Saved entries
........
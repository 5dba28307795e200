//! Inventory item read model.
//!
//! Items are owned by inventory CRUD outside this core; alerting reads their
//! quantity and scoring owns `importance_score`.

use serde::{Deserialize, Serialize};
use uuid::Uuid;

use super::ValidationError;

/// Stable identifier of an inventory item.
pub type ItemId = Uuid;

/// Inventory item as seen by the alerting and scoring core.
#[derive(Debug, Clone, PartialEq, Serialize, Deserialize)]
pub struct Item {
    pub uuid: ItemId,
    pub name: String,
    /// Current stock level. Mutated by inventory operations only.
    pub quantity: i64,
    /// Cached total of the last persisted `ScoreBreakdown`.
    pub importance_score: f64,
}

impl Item {
    /// Creates an item with a generated ID and a zero score.
    pub fn new(name: impl Into<String>, quantity: i64) -> Self {
        Self {
            uuid: Uuid::new_v4(),
            name: name.into(),
            quantity,
            importance_score: 0.0,
        }
    }

    pub fn validate(&self) -> Result<(), ValidationError> {
        if self.uuid.is_nil() {
            return Err(ValidationError::NilId("item"));
        }
        if self.name.trim().is_empty() {
            return Err(ValidationError::EmptyName("item"));
        }
        Ok(())
    }
}
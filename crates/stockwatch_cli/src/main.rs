//! Command-line entry point.
//!
//! # Responsibility
//! - Run sweeps, score recomputations and ranking queries against one
//!   database and print the results as JSON.
//! - Host the periodic sweep loop (`watch`) until Ctrl-C.

use clap::{Parser, Subcommand};
use log::error;
use serde_json::json;
use std::path::PathBuf;
use std::process::ExitCode;
use stockwatch_core::{
    default_log_level, init_logging, init_stderr_logging, ItemId, Stockwatch, StockwatchConfig,
};
use tokio_util::sync::CancellationToken;

#[derive(Parser, Debug)]
#[command(name = "stockwatch")]
#[command(about = "Low-stock alerting and importance scoring", long_about = None)]
struct Cli {
    /// SQLite database path; created and migrated when missing.
    #[arg(long, default_value = "stockwatch.db")]
    db: PathBuf,

    /// TOML config file.
    #[arg(long)]
    config: Option<PathBuf>,

    /// Absolute directory for rolling log files; logs go to stderr otherwise.
    #[arg(long)]
    log_dir: Option<String>,

    #[arg(long)]
    log_level: Option<String>,

    #[command(subcommand)]
    command: Command,
}

#[derive(Subcommand, Debug)]
enum Command {
    /// Evaluate every active alert rule once.
    Sweep,
    /// Check one item's rules against a quantity.
    CheckItem {
        item_id: ItemId,
        quantity: i64,
        /// Store the quantity before checking.
        #[arg(long)]
        persist: bool,
    },
    /// Recompute one item's importance score.
    Recalc { item_id: ItemId },
    /// Recompute every importance score.
    RecalcAll,
    /// Items with the highest importance scores.
    Top {
        #[arg(short = 'n', long, default_value_t = 10)]
        limit: u32,
    },
    /// Low-stock items ranked by criticality ratio.
    Critical {
        #[arg(long)]
        max_quantity: Option<i64>,
    },
    /// Importance score statistics.
    Stats,
    /// Sweep on the configured interval until Ctrl-C.
    Watch,
}

#[tokio::main]
async fn main() -> ExitCode {
    let cli = Cli::parse();

    let level = cli
        .log_level
        .clone()
        .unwrap_or_else(|| default_log_level().to_string());
    let logging = match &cli.log_dir {
        Some(dir) => init_logging(&level, dir),
        None => init_stderr_logging(&level),
    };
    if let Err(err) = logging {
        eprintln!("stockwatch: {err}");
        return ExitCode::FAILURE;
    }

    let config = match StockwatchConfig::load(cli.config.as_deref()) {
        Ok(config) => config,
        Err(err) => {
            error!("event=cli_start module=cli status=error error={err}");
            eprintln!("stockwatch: {err}");
            return ExitCode::FAILURE;
        }
    };

    let app = match Stockwatch::open(&cli.db, config) {
        Ok(app) => app,
        Err(err) => {
            error!("event=cli_start module=cli status=error error={err}");
            eprintln!("stockwatch: {err}");
            return ExitCode::FAILURE;
        }
    };

    let outcome = run(&app, cli.command).await;
    app.shutdown().await;

    match outcome {
        Ok(output) => {
            println!("{output}");
            ExitCode::SUCCESS
        }
        Err(err) => {
            error!("event=cli_command module=cli status=error error={err}");
            eprintln!("stockwatch: {err}");
            ExitCode::FAILURE
        }
    }
}

async fn run(app: &Stockwatch, command: Command) -> Result<String, Box<dyn std::error::Error>> {
    let value = match command {
        Command::Sweep => serde_json::to_value(app.alerts().run_full_alert_sweep().await?)?,
        Command::CheckItem {
            item_id,
            quantity,
            persist,
        } => {
            let check = if persist {
                app.set_item_quantity(item_id, quantity).await?
            } else {
                app.alerts().check_item_alerts(item_id, quantity).await?
            };
            serde_json::to_value(check)?
        }
        Command::Recalc { item_id } => {
            serde_json::to_value(app.scoring().recalculate_item_score(item_id).await?)?
        }
        Command::RecalcAll => serde_json::to_value(app.scoring().recalculate_all_scores().await?)?,
        Command::Top { limit } => serde_json::to_value(app.scoring().get_top_items(limit).await?)?,
        Command::Critical { max_quantity } => {
            serde_json::to_value(app.scoring().get_critical_items(max_quantity).await?)?
        }
        Command::Stats => serde_json::to_value(app.scoring().get_score_statistics().await?)?,
        Command::Watch => {
            let shutdown = CancellationToken::new();
            let signal_token = shutdown.clone();
            tokio::spawn(async move {
                if tokio::signal::ctrl_c().await.is_ok() {
                    signal_token.cancel();
                }
            });
            app.run_sweep_loop(shutdown).await;
            json!({ "status": "stopped" })
        }
    };

    Ok(serde_json::to_string_pretty(&value)?)
}
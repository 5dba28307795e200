//! Project/link store contracts and SQLite implementation.
//!
//! # Responsibility
//! - Persist projects and project-item links.
//! - Serve the scoring engine its inputs (items joined with active links)
//!   and persist its single durable output, `items.importance_score`.
//! - Serve ranking/statistics scans over persisted scores.
//!
//! # Invariants
//! - A link is unique per `(project, item)`; duplicates surface as `Conflict`.
//! - Deleting a project removes its links in the same transaction.
//! - Only active links (`is_active = 1`) are handed to scoring.

use crate::db::SharedConnection;
use crate::model::item::{Item, ItemId};
use crate::model::project::{
    LinkWithProject, Project, ProjectId, ProjectItemLink, ProjectPriority, ProjectStatus,
};
use crate::repo::item_repo::{get_item, item_exists, read_item_columns, ITEM_SELECT_SQL};
use crate::repo::{bool_to_int, is_unique_violation, parse_bool, parse_uuid, RepoError, RepoResult};
use async_trait::async_trait;
use rusqlite::{params, Connection, Row};
use std::collections::HashMap;

const PROJECT_SELECT_SQL: &str = "SELECT uuid, name, status, priority FROM projects";

const ACTIVE_LINKS_SELECT_SQL: &str = "SELECT
    project_items.project_uuid AS project_uuid,
    project_items.item_uuid AS item_uuid,
    project_items.quantity AS link_quantity,
    project_items.is_active AS link_is_active,
    projects.name AS project_name,
    projects.status AS project_status,
    projects.priority AS project_priority
FROM project_items
JOIN projects ON projects.uuid = project_items.project_uuid
WHERE project_items.is_active = 1";

/// An item with every active link it participates in.
#[derive(Debug, Clone, PartialEq)]
pub struct ItemWithLinks {
    pub item: Item,
    pub links: Vec<LinkWithProject>,
}

/// Project and link mutations used by the project service.
#[async_trait]
pub trait ProjectStore: Send + Sync {
    async fn create_project(&self, project: &Project) -> RepoResult<ProjectId>;
    async fn get_project(&self, id: ProjectId) -> RepoResult<Option<Project>>;
    async fn update_project(&self, project: &Project) -> RepoResult<()>;
    /// Deletes the project and its links; returns the formerly linked items.
    async fn delete_project(&self, id: ProjectId) -> RepoResult<Vec<ItemId>>;
    async fn add_project_item(&self, link: &ProjectItemLink) -> RepoResult<()>;
    async fn get_project_item(
        &self,
        project_id: ProjectId,
        item_id: ItemId,
    ) -> RepoResult<Option<ProjectItemLink>>;
    async fn update_project_item(&self, link: &ProjectItemLink) -> RepoResult<()>;
    async fn remove_project_item(&self, project_id: ProjectId, item_id: ItemId) -> RepoResult<()>;
    /// Items linked to the project, active links or not.
    async fn list_project_item_ids(&self, project_id: ProjectId) -> RepoResult<Vec<ItemId>>;
}

/// Scoring inputs, the score write path, and scans over persisted scores.
#[async_trait]
pub trait ScoreStore: Send + Sync {
    async fn get_item_with_active_links(&self, item_id: ItemId)
        -> RepoResult<Option<ItemWithLinks>>;
    /// Every item, including ones without links, in storage order.
    async fn get_all_items_with_active_links(&self) -> RepoResult<Vec<ItemWithLinks>>;
    async fn persist_importance_score(&self, item_id: ItemId, score: f64) -> RepoResult<()>;
    /// Items by persisted score, descending; ties in storage order.
    async fn list_top_items(&self, limit: u32) -> RepoResult<Vec<Item>>;
    /// Items with `quantity <= max_quantity` and a positive score.
    async fn list_low_stock_scored_items(&self, max_quantity: i64) -> RepoResult<Vec<Item>>;
    async fn list_importance_scores(&self) -> RepoResult<Vec<f64>>;
}

/// SQLite-backed project, link and score store.
#[derive(Clone)]
pub struct SqliteProjectRepository {
    conn: SharedConnection,
}

impl SqliteProjectRepository {
    pub fn new(conn: SharedConnection) -> Self {
        Self { conn }
    }
}
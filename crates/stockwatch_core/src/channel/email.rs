//! Email delivery through an HTTP mail relay.
//!
//! The relay accepts `{from, to, subject, text}` JSON and answers 2xx when
//! the message is queued.

use super::{AlertSummary, ChannelError, EmailAdapter};
use async_trait::async_trait;
use serde::Serialize;
use std::time::Duration;

#[derive(Debug, Serialize)]
struct RelayMessage<'a> {
    from: &'a str,
    to: &'a str,
    subject: &'a str,
    text: String,
}

pub struct WebhookEmailAdapter {
    client: reqwest::Client,
    endpoint: String,
    sender: String,
}

impl WebhookEmailAdapter {
    pub fn new(
        endpoint: impl Into<String>,
        sender: impl Into<String>,
        timeout: Duration,
    ) -> Result<Self, ChannelError> {
        let client = reqwest::Client::builder()
            .timeout(timeout)
            .build()
            .map_err(|err| ChannelError::Unavailable(err.to_string()))?;
        Ok(Self {
            client,
            endpoint: endpoint.into(),
            sender: sender.into(),
        })
    }
}

#[async_trait]
impl EmailAdapter for WebhookEmailAdapter {
    async fn send(&self, recipient: &str, summary: &AlertSummary) -> Result<(), ChannelError> {
        let recipient = recipient.trim();
        if !looks_like_email(recipient) {
            return Err(ChannelError::InvalidDestination(recipient.to_string()));
        }

        let message = RelayMessage {
            from: &self.sender,
            to: recipient,
            subject: &summary.title,
            text: summary.body(),
        };
        let response = self.client.post(&self.endpoint).json(&message).send().await?;

        let status = response.status();
        if !status.is_success() {
            let body = response.text().await.unwrap_or_default();
            return Err(ChannelError::Rejected {
                status: status.as_u16(),
                body,
            });
        }
        Ok(())
    }
}

fn looks_like_email(value: &str) -> bool {
    match value.split_once('@') {
        Some((local, domain)) => {
            !local.is_empty() && domain.contains('.') && !value.contains(char::is_whitespace)
        }
        None => false,
    }
}

#[cfg(test)]
mod tests {
    use super::looks_like_email;

    #[test]
    fn recipient_shape_check() {
        assert!(looks_like_email("stock@example.com"));
        assert!(!looks_like_email("stock.example.com"));
        assert!(!looks_like_email("@example.com"));
        assert!(!looks_like_email("a b@example.com"));
    }
}
//! services/console/tests/resource_store.rs
//!
//! The generic collection store discipline, exercised through the student
//! collection against a scripted transport: fail-fast authorization,
//! fail-empty refresh, patch-on-success mutations, and the untouched
//! cache after a failed mutation.

mod common;

use std::sync::atomic::{AtomicUsize, Ordering};
use std::sync::Arc;

use async_trait::async_trait;
use parking_lot::Mutex;
use tokio::sync::oneshot;

use console_lib::adapters::vault::MemoryVault;
use console_lib::stores::{SessionStore, StudentStore};
use school_console_core::domain::{
    LoginCredentials, NewStudent, PersistedSession, Role, Student, StudentFilters, StudentPatch,
};
use school_console_core::ports::{AuthApi, CollectionApi, PortError, PortResult};

use common::{far_future, make_token};

//=========================================================================================
// Scripted transport
//=========================================================================================

#[derive(Default)]
struct ScriptedStudents {
    lists: Mutex<Vec<PortResult<Vec<Student>>>>,
    creates: Mutex<Vec<PortResult<Student>>>,
    updates: Mutex<Vec<PortResult<Student>>>,
    deletes: Mutex<Vec<PortResult<()>>>,
    calls: AtomicUsize,
}

impl ScriptedStudents {
    fn call_count(&self) -> usize {
        self.calls.load(Ordering::SeqCst)
    }
}

#[async_trait]
impl CollectionApi<Student> for ScriptedStudents {
    async fn list(&self, _token: &str, _filters: &StudentFilters) -> PortResult<Vec<Student>> {
        self.calls.fetch_add(1, Ordering::SeqCst);
        self.lists.lock().remove(0)
    }

    async fn create(&self, _token: &str, _data: &NewStudent) -> PortResult<Student> {
        self.calls.fetch_add(1, Ordering::SeqCst);
        self.creates.lock().remove(0)
    }

    async fn update(&self, _token: &str, _id: &i64, _data: &StudentPatch) -> PortResult<Student> {
        self.calls.fetch_add(1, Ordering::SeqCst);
        self.updates.lock().remove(0)
    }

    async fn delete(&self, _token: &str, _id: &i64) -> PortResult<()> {
        self.calls.fetch_add(1, Ordering::SeqCst);
        self.deletes.lock().remove(0)
    }
}

/// A transport whose first list call blocks until the test releases it;
/// later calls answer immediately.
struct GatedStudents {
    gate: Mutex<Option<oneshot::Receiver<()>>>,
}

#[async_trait]
impl CollectionApi<Student> for GatedStudents {
    async fn list(&self, _token: &str, _filters: &StudentFilters) -> PortResult<Vec<Student>> {
        let held = self.gate.lock().take();
        if let Some(gate) = held {
            let _ = gate.await;
        }
        Ok(Vec::new())
    }

    async fn create(&self, _token: &str, _data: &NewStudent) -> PortResult<Student> {
        Err(PortError::Unexpected("create not scripted".to_string()))
    }

    async fn update(&self, _token: &str, _id: &i64, _data: &StudentPatch) -> PortResult<Student> {
        Err(PortError::Unexpected("update not scripted".to_string()))
    }

    async fn delete(&self, _token: &str, _id: &i64) -> PortResult<()> {
        Err(PortError::Unexpected("delete not scripted".to_string()))
    }
}

/// An auth port that must never be reached by these tests.
struct NoAuth;

#[async_trait]
impl AuthApi for NoAuth {
    async fn login(&self, _credentials: &LoginCredentials) -> PortResult<String> {
        Err(PortError::Unexpected("login not scripted".to_string()))
    }
}

//=========================================================================================
// Fixtures
//=========================================================================================

fn student(id: i64, full_name: &str, class_id: i64) -> Student {
    Student {
        id,
        full_name: full_name.to_string(),
        class_id,
        address: None,
        birth_date: None,
        gender: None,
        note: None,
        phone: None,
        school_id: None,
        created_at: None,
    }
}

fn logged_in_session() -> Arc<SessionStore> {
    let vault = Arc::new(MemoryVault::seeded(PersistedSession {
        token: make_token(far_future(), "school", 7, None),
        role: Role::School,
        school_name: None,
    }));
    let session = Arc::new(SessionStore::new(Arc::new(NoAuth), vault));
    session.restore();
    assert!(session.is_authenticated());
    session
}

fn logged_out_session() -> Arc<SessionStore> {
    Arc::new(SessionStore::new(Arc::new(NoAuth), Arc::new(MemoryVault::new())))
}

//=========================================================================================
// Tests
//=========================================================================================

#[tokio::test]
async fn operations_without_a_session_never_reach_the_transport() {
    let api = Arc::new(ScriptedStudents::default());
    let store = StudentStore::new(api.clone(), logged_out_session());

    let created = store.create(NewStudent::default()).await;
    assert!(matches!(created, Err(PortError::Unauthenticated)));

    let refreshed = store.refresh().await;
    assert!(matches!(refreshed, Err(PortError::Unauthenticated)));

    assert_eq!(api.call_count(), 0);
    assert!(store.error().is_some());
    assert!(store.is_empty());
}

#[tokio::test]
async fn refresh_replaces_the_whole_cache() {
    let api = Arc::new(ScriptedStudents::default());
    api.lists.lock().push(Ok(vec![
        student(1, "Айгүл Серікова", 7),
        student(2, "Мария Ким", 7),
    ]));
    let store = StudentStore::new(api.clone(), logged_in_session());

    store.refresh().await.unwrap();

    assert_eq!(store.len(), 2);
    assert_eq!(store.get(&1).unwrap().full_name, "Айгүл Серікова");
    assert_eq!(store.error(), None);
    assert!(!store.is_loading());
}

#[tokio::test]
async fn a_failed_refresh_empties_the_cache_and_records_the_error() {
    let api = Arc::new(ScriptedStudents::default());
    {
        let mut lists = api.lists.lock();
        lists.push(Ok(vec![student(1, "Айгүл Серікова", 7)]));
        lists.push(Err(PortError::Remote { status: 500 }));
    }
    let store = StudentStore::new(api.clone(), logged_in_session());

    store.refresh().await.unwrap();
    assert_eq!(store.len(), 1);

    let result = store.refresh().await;
    assert!(matches!(result, Err(PortError::Remote { status: 500 })));
    assert!(store.is_empty());
    assert!(store.error().unwrap().contains("500"));
    assert!(!store.is_loading());
}

#[tokio::test]
async fn refresh_remembers_the_applied_filters() {
    let api = Arc::new(ScriptedStudents::default());
    api.lists.lock().push(Ok(vec![student(2, "Мария Ким", 7)]));
    let store = StudentStore::new(api, logged_in_session());

    let filters = StudentFilters {
        gender: Some("female".to_string()),
        class_id: Some(7),
        ..Default::default()
    };
    store.refresh_filtered(filters.clone()).await.unwrap();

    assert_eq!(store.last_filters(), filters);
}

#[tokio::test]
async fn create_appends_the_server_record() {
    let api = Arc::new(ScriptedStudents::default());
    api.lists.lock().push(Ok(vec![student(1, "Айгүл Серікова", 7)]));
    api.creates.lock().push(Ok(student(10, "Дамир Ахметов", 7)));
    let store = StudentStore::new(api, logged_in_session());

    store.refresh().await.unwrap();
    let created = store
        .create(NewStudent {
            full_name: "Дамир Ахметов".to_string(),
            class_id: 7,
            ..Default::default()
        })
        .await
        .unwrap();

    assert_eq!(created.id, 10);
    assert_eq!(store.len(), 2);
    assert_eq!(store.get(&10).unwrap().full_name, "Дамир Ахметов");
}

#[tokio::test]
async fn a_failed_update_leaves_the_cache_untouched() {
    let api = Arc::new(ScriptedStudents::default());
    api.lists.lock().push(Ok(vec![student(1, "Айгүл Серікова", 7)]));
    api.updates.lock().push(Err(PortError::Remote { status: 404 }));
    let store = StudentStore::new(api, logged_in_session());

    store.refresh().await.unwrap();
    let result = store
        .update(
            1,
            StudentPatch {
                full_name: Some("Айгүл С.".to_string()),
                ..Default::default()
            },
        )
        .await;

    assert!(matches!(result, Err(PortError::Remote { status: 404 })));
    assert_eq!(store.get(&1).unwrap().full_name, "Айгүл Серікова");
    assert!(store.error().is_some());
}

#[tokio::test]
async fn a_successful_update_stores_the_full_server_representation() {
    let api = Arc::new(ScriptedStudents::default());
    api.lists.lock().push(Ok(vec![student(1, "Айгүл Серікова", 7)]));
    api.updates.lock().push(Ok(student(1, "Айгүл Серікова", 8)));
    let store = StudentStore::new(api, logged_in_session());

    store.refresh().await.unwrap();
    store
        .update(
            1,
            StudentPatch {
                class_id: Some(8),
                ..Default::default()
            },
        )
        .await
        .unwrap();

    assert_eq!(store.get(&1).unwrap().class_id, 8);
    assert_eq!(store.len(), 1);
    assert_eq!(store.error(), None);
}

#[tokio::test]
async fn remove_drops_the_entity_and_a_stale_remove_changes_nothing() {
    let api = Arc::new(ScriptedStudents::default());
    api.lists.lock().push(Ok(vec![
        student(1, "Айгүл Серікова", 7),
        student(2, "Мария Ким", 7),
    ]));
    {
        let mut deletes = api.deletes.lock();
        deletes.push(Ok(()));
        deletes.push(Err(PortError::Remote { status: 404 }));
    }
    let store = StudentStore::new(api, logged_in_session());

    store.refresh().await.unwrap();
    store.remove(2).await.unwrap();
    assert_eq!(store.len(), 1);
    assert!(store.get(&2).is_none());

    // Deleting an id the server no longer knows fails cleanly: the cache
    // keeps its current contents and the error is surfaced.
    let stale = store.remove(3).await;
    assert!(matches!(stale, Err(PortError::Remote { status: 404 })));
    assert_eq!(store.len(), 1);
    assert!(store.error().unwrap().contains("404"));
}

#[tokio::test]
async fn subscribers_are_notified_and_can_leave() {
    let api = Arc::new(ScriptedStudents::default());
    {
        let mut lists = api.lists.lock();
        lists.push(Ok(vec![student(1, "Айгүл Серікова", 7)]));
        lists.push(Ok(Vec::new()));
    }
    let store = StudentStore::new(api, logged_in_session());

    let seen = Arc::new(AtomicUsize::new(0));
    let counter = seen.clone();
    let id = store.subscribe(move || {
        counter.fetch_add(1, Ordering::SeqCst);
    });

    store.refresh().await.unwrap();
    // Start and finish of the fetch are separate notifications.
    assert!(seen.load(Ordering::SeqCst) >= 2);

    assert!(store.unsubscribe(id));
    assert!(!store.unsubscribe(id));
    let after = seen.load(Ordering::SeqCst);
    store.refresh().await.unwrap();
    assert_eq!(seen.load(Ordering::SeqCst), after);
}

#[tokio::test]
async fn a_fetch_that_never_ran_does_not_record_its_filters() {
    let api = Arc::new(ScriptedStudents::default());
    let store = StudentStore::new(api, logged_out_session());

    let filters = StudentFilters {
        class_id: Some(7),
        ..Default::default()
    };
    let result = store.refresh_filtered(filters).await;

    assert!(matches!(result, Err(PortError::Unauthenticated)));
    assert_eq!(store.last_filters(), StudentFilters::default());
}

#[tokio::test]
async fn one_completed_fetch_cannot_mask_another_still_in_flight() {
    let (release, gate) = oneshot::channel();
    let api = Arc::new(GatedStudents {
        gate: Mutex::new(Some(gate)),
    });
    let store = Arc::new(StudentStore::new(api, logged_in_session()));

    let held = tokio::spawn({
        let store = Arc::clone(&store);
        async move { store.refresh().await }
    });
    // Wait until the held fetch has actually started.
    while !store.is_loading() {
        tokio::task::yield_now().await;
    }

    // A second fetch starts and finishes while the first is still open;
    // the store must still report loading.
    store.refresh().await.unwrap();
    assert!(store.is_loading());

    release.send(()).unwrap();
    held.await.unwrap().unwrap();
    assert!(!store.is_loading());
}

#[tokio::test]
async fn clear_error_resets_only_the_error_field() {
    let api = Arc::new(ScriptedStudents::default());
    api.lists.lock().push(Err(PortError::Remote { status: 502 }));
    let store = StudentStore::new(api, logged_in_session());

    let _ = store.refresh().await;
    assert!(store.error().is_some());

    store.clear_error();
    assert_eq!(store.error(), None);
}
........
> [WHAT IS BEING ASKED]
Would you filter the records and copy out each line containing "GatedStudents"?

> [SOLVED PROBLEM]
struct GatedStudents {
impl CollectionApi<Student> for GatedStudents {
    let api = Arc::new(GatedStudents {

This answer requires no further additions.